I and most sailors continue to struggle with how to choose the best side of the course.
Fortunately, it is not Voodoo and an article I located written by hugely accomplished yachtsman, Gary Jobson from Annapolis in the USA goes a long way to demystify this essential planning aspect of any race.
I have copied Gary’s advice below.
- Sailors tend to stay in a group when they are winning. If you see a majority of the fleet heading in one direction, it’s an indication that they are sailing to the favoured side of the course.
- Study the water carefully for more wind, look for dark patches on the water. Study one section of the horizon at a time. Stand up so you have a greater height of eye. Use polarised sunglasses because they help contrast the colour of the water better. Let your eyes blink naturally.
- Watch and observe how the wind affects other boats, even if they are not on your course.

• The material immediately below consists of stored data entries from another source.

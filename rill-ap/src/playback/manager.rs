//! Playback Manager
//!
//! Owns every active Player and the voice backend behind one mutex. The tick
//! is the single serialization point: API calls from any thread take the same
//! lock, so a tick never observes a half-created or half-destroyed Player.
//!
//! # Tick
//!
//! ```text
//! lock → update every Player (fade, ring refill, gain) → [mix] → reap → unlock
//! ```
//!
//! In polling mode an owning thread calls [`PlaybackManager::tick`] at a fixed
//! interval. In driver-callback mode the output callback calls
//! [`PlaybackManager::mix_audio`], which ticks by the quantum it renders.
//!
//! Managed (fire-and-forget) Players are destroyed by the reap step once they
//! are neither playing nor fading, which includes a paused managed Player.
//!
//! When the backend names an output rate, streamed Sounds are decoded through
//! a resampler and resident Sounds use a buffer converted to that rate.

use crate::audio::resampler::resample_to;
use crate::audio::types::Sound;
use crate::error::{Error, Result};
use crate::playback::backend::{SoftwareMixer, VoiceBackend, VoiceHandle};
use crate::playback::buffer_ring::BufferRing;
use crate::playback::player::{Player, PlayerBuffer, PlayerState};
use rill_common::{EngineConfig, FadeCurve, UpdateMode};
use std::collections::{BTreeMap, HashMap};
use std::fmt;
use std::sync::{Arc, Mutex, MutexGuard};
use tracing::{debug, info, warn};

/// Handle to a Player owned by the manager
#[derive(Debug, Clone, Copy, PartialEq, Eq, Hash, PartialOrd, Ord)]
pub struct PlayerId(u64);

impl PlayerId {
    pub fn raw(&self) -> u64 {
        self.0
    }
}

impl fmt::Display for PlayerId {
    fn fmt(&self, f: &mut fmt::Formatter<'_>) -> fmt::Result {
        write!(f, "player#{}", self.0)
    }
}

/// Registry entry
struct PlayerEntry {
    player: Player,
    /// Destroyed automatically once finished
    managed: bool,
}

/// Everything the mutex protects
struct ManagerState<B> {
    backend: B,
    players: BTreeMap<PlayerId, PlayerEntry>,
    next_id: u64,
    master_gain: f32,
    category_gains: HashMap<String, f32>,
}

impl<B: VoiceBackend> ManagerState<B> {
    fn context_gain(&self, category: &str) -> f32 {
        self.master_gain * self.category_gains.get(category).copied().unwrap_or(1.0)
    }

    /// Advance every Player by `dt` seconds
    fn update_players(&mut self, dt: f32) {
        let ManagerState {
            backend,
            players,
            master_gain,
            category_gains,
            ..
        } = self;

        for entry in players.values_mut() {
            let category = category_gains
                .get(entry.player.sound().category())
                .copied()
                .unwrap_or(1.0);
            entry.player.update(dt, *master_gain * category, backend);
        }
    }

    /// Destroy managed Players that have finished
    fn reap(&mut self) {
        let finished: Vec<PlayerId> = self
            .players
            .iter()
            .filter(|(_, e)| e.managed && !e.player.is_playing() && !e.player.is_fading())
            .map(|(id, _)| *id)
            .collect();

        for id in finished {
            if let Some(entry) = self.players.remove(&id) {
                debug!("Reaping managed {} ('{}')", id, entry.player.sound().name());
                entry.player.release(&mut self.backend);
            }
        }
    }
}

/// Settings fixed at construction
#[derive(Debug, Clone)]
struct ManagerSettings {
    enabled: bool,
    buffer_count: usize,
    buffer_size: usize,
    curve: FadeCurve,
    /// Rate Sounds are converted to before their PCM reaches the backend
    output_rate: Option<u32>,
    /// `mix_audio` also ticks (driver-callback mode)
    tick_in_callback: bool,
}

/// Thread-safe registry of active Players over one voice backend
///
/// Clones share the same registry.
pub struct PlaybackManager<B: VoiceBackend> {
    state: Arc<Mutex<ManagerState<B>>>,
    settings: Arc<ManagerSettings>,
}

impl<B: VoiceBackend> Clone for PlaybackManager<B> {
    fn clone(&self) -> Self {
        Self {
            state: Arc::clone(&self.state),
            settings: Arc::clone(&self.settings),
        }
    }
}

impl<B: VoiceBackend> PlaybackManager<B> {
    /// Create an enabled manager over `backend`
    pub fn new(backend: B, config: &EngineConfig) -> Self {
        Self::build(backend, config, true)
    }

    /// Create a manager whose every call is a no-op
    ///
    /// Used when the output device failed to initialize.
    pub fn disabled(backend: B, config: &EngineConfig) -> Self {
        warn!("Playback manager starting disabled, playback calls will be ignored");
        Self::build(backend, config, false)
    }

    fn build(backend: B, config: &EngineConfig, enabled: bool) -> Self {
        let settings = ManagerSettings {
            enabled,
            buffer_count: config.stream_buffer_count.max(1),
            buffer_size: config.stream_buffer_size,
            curve: config.fade_curve,
            output_rate: backend.output_rate(),
            tick_in_callback: config.mode == UpdateMode::DriverCallback,
        };
        info!(
            "Playback manager ready: {} x {} byte stream buffers, {:?} mode",
            settings.buffer_count, settings.buffer_size, config.mode
        );

        Self {
            state: Arc::new(Mutex::new(ManagerState {
                backend,
                players: BTreeMap::new(),
                next_id: 1,
                master_gain: 1.0,
                category_gains: HashMap::new(),
            })),
            settings: Arc::new(settings),
        }
    }

    pub fn is_enabled(&self) -> bool {
        self.settings.enabled
    }

    /// Create a stopped Player for `sound`
    ///
    /// Returns `None` when no voice is free, when the sound cannot be
    /// decoded, or when the manager is disabled. Existing playback is never
    /// affected.
    pub fn create_player(&self, sound: &Arc<Sound>) -> Option<PlayerId> {
        self.insert_player(sound, None)
    }

    /// Create a fire-and-forget Player that starts playing immediately
    ///
    /// # Arguments
    /// * `sound` - Sound to play once
    /// * `fade_in` - Fade-in duration in seconds (0 = start at full gain)
    pub fn create_managed_player(&self, sound: &Arc<Sound>, fade_in: f32) -> Option<PlayerId> {
        self.insert_player(sound, Some(fade_in))
    }

    fn insert_player(&self, sound: &Arc<Sound>, managed_fade_in: Option<f32>) -> Option<PlayerId> {
        if !self.settings.enabled {
            return None;
        }

        // Decoding happens outside the lock so a slow open never stalls a tick
        let buffer = match self.build_buffer(sound) {
            Ok(buffer) => buffer,
            Err(e) => {
                warn!("Cannot create player for '{}': {}", sound.name(), e);
                return None;
            }
        };

        let mut state = self.lock();
        let Some(voice) = state.backend.allocate_voice() else {
            warn!("No free voice for '{}', play request ignored", sound.name());
            return None;
        };

        let id = PlayerId(state.next_id);
        state.next_id += 1;

        let mut player = Player::new(Arc::clone(sound), voice, buffer, self.settings.curve);
        let context = state.context_gain(sound.category());
        player.set_context_gain(context);

        if let Some(fade_in) = managed_fade_in {
            player.play(fade_in, &mut state.backend);
        }

        debug!(
            "Created {} for '{}' on voice {} (managed={})",
            id,
            sound.name(),
            voice.id(),
            managed_fade_in.is_some()
        );
        state.players.insert(
            id,
            PlayerEntry {
                player,
                managed: managed_fade_in.is_some(),
            },
        );
        Some(id)
    }

    fn build_buffer(&self, sound: &Sound) -> Result<PlayerBuffer> {
        if sound.is_streamed() {
            let decoder = resample_to(sound.open_decoder()?, self.settings.output_rate)?;
            Ok(PlayerBuffer::Stream(BufferRing::new(
                decoder,
                self.settings.buffer_count,
                self.settings.buffer_size,
                sound.name(),
            )))
        } else {
            Ok(PlayerBuffer::Resident(sound.resident_buffer_at(self.settings.output_rate)?))
        }
    }

    /// Stop a Player, unqueue its buffers and release its voice
    pub fn destroy_player(&self, id: PlayerId) -> Result<()> {
        if !self.settings.enabled {
            return Ok(());
        }
        let mut state = self.lock();
        let entry = state.players.remove(&id).ok_or(Error::PlayerNotFound(id.0))?;
        entry.player.release(&mut state.backend);
        debug!("Destroyed {}", id);
        Ok(())
    }

    /// Start or resume a Player, fading in over `fade_time` seconds
    pub fn play(&self, id: PlayerId, fade_time: f32) -> Result<()> {
        self.with_player(id, |player, backend| player.play(fade_time, backend))
    }

    pub fn pause(&self, id: PlayerId, fade_time: f32) -> Result<()> {
        self.with_player(id, |player, backend| player.pause(fade_time, backend))
    }

    pub fn stop(&self, id: PlayerId, fade_time: f32) -> Result<()> {
        self.with_player(id, |player, backend| player.stop(fade_time, backend))
    }

    pub fn set_loop(&self, id: PlayerId, looping: bool) -> Result<()> {
        self.with_player(id, |player, _| player.set_looping(looping))
    }

    /// Set a Player's base gain (clamped to [0, 1])
    pub fn set_gain(&self, id: PlayerId, gain: f32) -> Result<()> {
        self.with_player(id, |player, _| player.set_gain(gain))
    }

    /// Ramp a Player's fade factor to `target` over `duration` seconds
    pub fn fade_to(&self, id: PlayerId, target: f32, duration: f32) -> Result<()> {
        self.with_player(id, |player, _| player.fade_to(target, duration))
    }

    /// Current state, `None` for unknown ids or a disabled manager
    pub fn state(&self, id: PlayerId) -> Option<PlayerState> {
        self.lock().players.get(&id).map(|e| e.player.state())
    }

    /// Seconds played since the Player last started
    pub fn position(&self, id: PlayerId) -> Option<f32> {
        self.lock().players.get(&id).map(|e| e.player.time_position())
    }

    /// Gain last applied to the Player's voice
    pub fn current_gain(&self, id: PlayerId) -> Option<f32> {
        self.lock().players.get(&id).map(|e| e.player.current_gain())
    }

    /// Voice the Player plays on
    pub fn voice(&self, id: PlayerId) -> Option<VoiceHandle> {
        self.lock().players.get(&id).map(|e| e.player.voice())
    }

    /// Advance every Player by `dt` seconds, then reap finished managed Players
    pub fn tick(&self, dt: f32) {
        if !self.settings.enabled {
            return;
        }
        let mut state = self.lock();
        state.update_players(dt);
        state.reap();
    }

    pub fn master_gain(&self) -> f32 {
        self.lock().master_gain
    }

    pub fn set_master_gain(&self, gain: f32) {
        self.lock().master_gain = gain.clamp(0.0, 1.0);
    }

    /// Gain applied to every Player whose Sound has `category`
    pub fn set_category_gain(&self, category: &str, gain: f32) {
        self.lock()
            .category_gains
            .insert(category.to_string(), gain.clamp(0.0, 1.0));
    }

    /// Stop every Player, fading out over `fade_time` seconds
    pub fn stop_all(&self, fade_time: f32) {
        if !self.settings.enabled {
            return;
        }
        let mut state = self.lock();
        let ManagerState { backend, players, .. } = &mut *state;
        for entry in players.values_mut() {
            entry.player.stop(fade_time, backend);
        }
    }

    pub fn player_count(&self) -> usize {
        self.lock().players.len()
    }

    /// Number of Players currently playing or fading
    pub fn playing_count(&self) -> usize {
        self.lock()
            .players
            .values()
            .filter(|e| e.player.is_playing())
            .count()
    }

    /// Run `f` on the backend under the manager lock
    pub fn with_backend<R>(&self, f: impl FnOnce(&mut B) -> R) -> R {
        f(&mut self.lock().backend)
    }

    fn with_player(&self, id: PlayerId, f: impl FnOnce(&mut Player, &mut B)) -> Result<()> {
        if !self.settings.enabled {
            return Ok(());
        }
        let mut state = self.lock();
        let ManagerState {
            backend,
            players,
            master_gain,
            category_gains,
            ..
        } = &mut *state;

        let entry = players.get_mut(&id).ok_or(Error::PlayerNotFound(id.0))?;
        let category = category_gains
            .get(entry.player.sound().category())
            .copied()
            .unwrap_or(1.0);
        entry.player.set_context_gain(*master_gain * category);
        f(&mut entry.player, backend);
        Ok(())
    }

    fn lock(&self) -> MutexGuard<'_, ManagerState<B>> {
        self.state.lock().unwrap_or_else(|poisoned| {
            warn!("Playback manager lock poisoned, recovering");
            poisoned.into_inner()
        })
    }
}

impl PlaybackManager<SoftwareMixer> {
    /// Render one output quantum into `out` (interleaved f32)
    ///
    /// In driver-callback mode this also ticks every Player by the quantum's
    /// duration. A disabled manager writes silence.
    pub fn mix_audio(&self, out: &mut [f32]) {
        if !self.settings.enabled {
            out.fill(0.0);
            return;
        }

        let mut state = self.lock();
        if self.settings.tick_in_callback {
            let frames = out.len() / state.backend.channels() as usize;
            let dt = frames as f32 / state.backend.sample_rate() as f32;
            state.update_players(dt);
        }
        state.backend.mix(out);
        state.reap();
    }

    /// Advance every Player by `dt`, then render one quantum into `out`
    ///
    /// Refill and mix happen under one lock, so every quantum starts from
    /// freshly refilled rings. The polling thread renders each pre-mixed
    /// quantum this way.
    pub fn tick_and_mix(&self, dt: f32, out: &mut [f32]) {
        if !self.settings.enabled {
            out.fill(0.0);
            return;
        }

        let mut state = self.lock();
        state.update_players(dt);
        state.backend.mix(out);
        state.reap();
    }

    /// Output channel count of the mixer
    pub fn channels(&self) -> u16 {
        self.lock().backend.channels()
    }
}

impl<B: VoiceBackend> fmt::Debug for PlaybackManager<B> {
    fn fmt(&self, f: &mut fmt::Formatter<'_>) -> fmt::Result {
        f.debug_struct("PlaybackManager")
            .field("enabled", &self.settings.enabled)
            .field("players", &self.player_count())
            .finish()
    }
}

- Look for current shears in tidal areas. Once you pass a shear in the water, immediately analyse whether you are gaining or losing on the boats that have not yet passed the shear.
- Remember, taking a flyer rarely pays off. If you are behind, go for the smaller gain. If you go for the big gain, you risk losing a lot of distance.
- Remember which side of the course was favoured on the first windward leg and then play that side again, both upwind and downwind.
- Keep a note of what happened during the day, patterns often repeat themselves.